The stench of corruption hangs over the conservative Republicans, so like the 'notables' of the Orleanist monarchy in the 1830s, immortalized by the lithographic satires of Honoré Daumier.

France
A Daumier lithograph of corrupt 'notables' in Orleanist France in the 1830s, so like the French governing class today Credit: The Met

Former president Nicholas Sarkozy is to face criminal trial for campaign fraud. François Fillon - just weeks ago the unstoppable Dauphin - is falling apart. What is extraordinary is that Mr Fillon still thinks he can stonewall his way through the 'Penelope' affair - now encompassing €1.5m of alleged public funds - when so many witnesses have emerged to contradict his claims.

Ms Le Pen once faced the prospect of severe defeat at the hands of this former prime minister. A Right-wing cultural Catholic and champion of French identity, he was her competitor for the nationalist vote. Now she has little to fear.

Instead she faces the perfect adversary in Emmanuel Macron, a pro-European globalist with no party machinery and little experience, a man surfing a wave of ephemeral popularity. “It is a duel of patriots against globalists,” she says, rubbing her hands with glee.
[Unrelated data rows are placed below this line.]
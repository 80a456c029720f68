use serde_json::json;
use std::time::Duration;
use wiremock::matchers::{body_json, method, path, query_param};
use wiremock::{Mock, MockServer, ResponseTemplate};

use solr_search::document::SearchDocument;
use solr_search::error::IndexError;
use solr_search::solr::{FacetCount, QueryParams, SearchService, SolrClient};

const CORE: &str = "/solr/omeka";

async fn client(server: &MockServer) -> SolrClient {
    SolrClient::with_base_url(format!("{}{}", server.uri(), CORE), Duration::from_secs(5)).unwrap()
}

#[tokio::test]
async fn ping_reports_ok_status() {
    let server = MockServer::start().await;
    Mock::given(method("GET"))
        .and(path(format!("{}/admin/ping", CORE)))
        .and(query_param("wt", "json"))
        .respond_with(ResponseTemplate::new(200).set_body_json(json!({ "status": "OK" })))
        .expect(1)
        .mount(&server)
        .await;

    assert!(client(&server).await.ping().await.unwrap());
}

#[tokio::test]
async fn ping_is_false_when_core_is_missing() {
    let server = MockServer::start().await;
    Mock::given(method("GET"))
        .and(path(format!("{}/admin/ping", CORE)))
        .respond_with(ResponseTemplate::new(404))
        .mount(&server)
        .await;

    assert!(!client(&server).await.ping().await.unwrap());
}

#[tokio::test]
async fn ping_is_false_when_nothing_listens() {
    let solr = SolrClient::with_base_url("http://127.0.0.1:9/solr/omeka", Duration::from_secs(1))
        .unwrap();
    assert!(!solr.ping().await.unwrap());
}

#[tokio::test]
async fn documents_are_posted_as_a_json_array() {
    let server = MockServer::start().await;

    let mut doc = SearchDocument::new("Item_1");
    doc.set_field("model", "Item");
    doc.add_multi("tag", "maps");
    doc.add_multi("tag", "letters");

    Mock::given(method("POST"))
        .and(path(format!("{}/update", CORE)))
        .and(body_json(json!([
            { "id": "Item_1", "model": "Item", "tag": ["maps", "letters"] }
        ])))
        .respond_with(ResponseTemplate::new(200).set_body_json(json!({ "responseHeader": { "status": 0 } })))
        .expect(1)
        .mount(&server)
        .await;

    client(&server).await.add_documents(&[doc]).await.unwrap();
}

#[tokio::test]
async fn commit_optimize_and_delete_use_update_commands() {
    let server = MockServer::start().await;
    for body in [
        json!({ "commit": {} }),
        json!({ "optimize": {} }),
        json!({ "delete": { "query": "*:*" } }),
    ] {
        Mock::given(method("POST"))
            .and(path(format!("{}/update", CORE)))
            .and(body_json(body))
            .respond_with(ResponseTemplate::new(200))
            .expect(1)
            .mount(&server)
            .await;
    }

    let solr = client(&server).await;
    solr.commit().await.unwrap();
    solr.optimize().await.unwrap();
    solr.delete_by_query("*:*").await.unwrap();
}

#[tokio::test]
async fn update_errors_carry_status_and_body() {
    let server = MockServer::start().await;
    Mock::given(method("POST"))
        .and(path(format!("{}/update", CORE)))
        .respond_with(ResponseTemplate::new(400).set_body_string("undefined field foo"))
        .mount(&server)
        .await;

    let err = client(&server).await.commit().await.unwrap_err();
    match err {
        IndexError::Solr { status, body } => {
            assert_eq!(status, 400);
            assert_eq!(body, "undefined field foo");
        }
        other => panic!("expected Solr error, got {:?}", other),
    }
}

#[tokio::test]
async fn select_parses_hits_and_facet_counts() {
    let server = MockServer::start().await;
    Mock::given(method("GET"))
        .and(path(format!("{}/select", CORE)))
        .and(query_param("q", "monticello"))
        .and(query_param("fq", r#"tag:"maps""#))
        .and(query_param("facet.field", "tag"))
        .and(query_param("json.nl", "arrarr"))
        .respond_with(ResponseTemplate::new(200).set_body_json(json!({
            "response": {
                "numFound": 2,
                "start": 0,
                "docs": [{ "id": "Item_1" }, { "id": "Item_2" }]
            },
            "facet_counts": {
                "facet_fields": {
                    "tag": [["maps", 2], ["letters", 1]]
                }
            }
        })))
        .mount(&server)
        .await;

    let results = client(&server)
        .await
        .query(&QueryParams {
            q: "monticello".to_string(),
            fq: vec![r#"tag:"maps""#.to_string()],
            facet_fields: vec!["tag".to_string()],
            facet_mincount: 1,
            rows: 10,
            start: 0,
        })
        .await
        .unwrap();

    assert_eq!(results.num_found, 2);
    assert_eq!(results.docs.len(), 2);
    assert_eq!(
        results.facet_fields["tag"],
        vec![
            FacetCount {
                value: "maps".to_string(),
                count: 2
            },
            FacetCount {
                value: "letters".to_string(),
                count: 1
            },
        ]
    );
}

#[tokio::test]
async fn select_without_facets_has_empty_counts() {
    let server = MockServer::start().await;
    Mock::given(method("GET"))
        .and(path(format!("{}/select", CORE)))
        .respond_with(ResponseTemplate::new(200).set_body_json(json!({
            "response": { "numFound": 0, "docs": [] }
        })))
        .mount(&server)
        .await;

    let results = client(&server)
        .await
        .query(&QueryParams::default())
        .await
        .unwrap();

    assert_eq!(results.num_found, 0);
    assert!(results.facet_fields.is_empty());
}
A Sofres-Onepoint poll shows that Mr Macron would win by 65:35 in a run-off election but he is yet to be tested, and nothing stands behind him since he turned his back on his own Socialist Party rather than fighting within to change it.

The French economist Thomas Piketty says the problem with Mr Macron is that he defends the indefensible status quo of the EU's Fiscal Compact, "a monumental mistake which has ensnared the eurozone in a fatal trap." That renders his electoral bid almost pointless.

France
Emmanuel Macron has great charm but he has emerged from nowhere, has no party base, and may prove brittle

The Picketty view - and mine - is that any attempt to overcome the legacy of high debt by running primary budget surpluses for year after year, and decade after decade, is self-defeating. It leads to an investment famine and slow atrophy, ending in civilisational decline if it goes on long enough. It is what Britain did with grim results in the 1920s, before we were - fortuitously - blown out of the deflationary Gold Standard in 1931.

I once heard Mr Macron launch into a lacerating attack on the eurozone's austerity regime - and German policies - at a closed-door meeting in Italy. He knows full well why the eurozone has gone so badly wrong. But in the end he cannot bring himself to rebel. He clings to the illusion that somehow the unworkable structure of monetary union can be repaired, or that Germany will miraculously agree to fiscal union and debt pooling.

As for the polling data, what catches my attention is another survey showing that Ms Le Pen could win 40pc or more in various run-off configurations. It suggests that her campaign of "dédiabolisation" - taking Devil out of the Front National - has partly succeeded. In psephological parlance, her 'negatives' are falling.

The once solid phalanx of French citizens who would never vote for the party of her father and for his Vichy nostalgia has been melting away. If the figure creeps up toward 45pc, it is within the margin of error for populist rebellions. Batten down the hatches.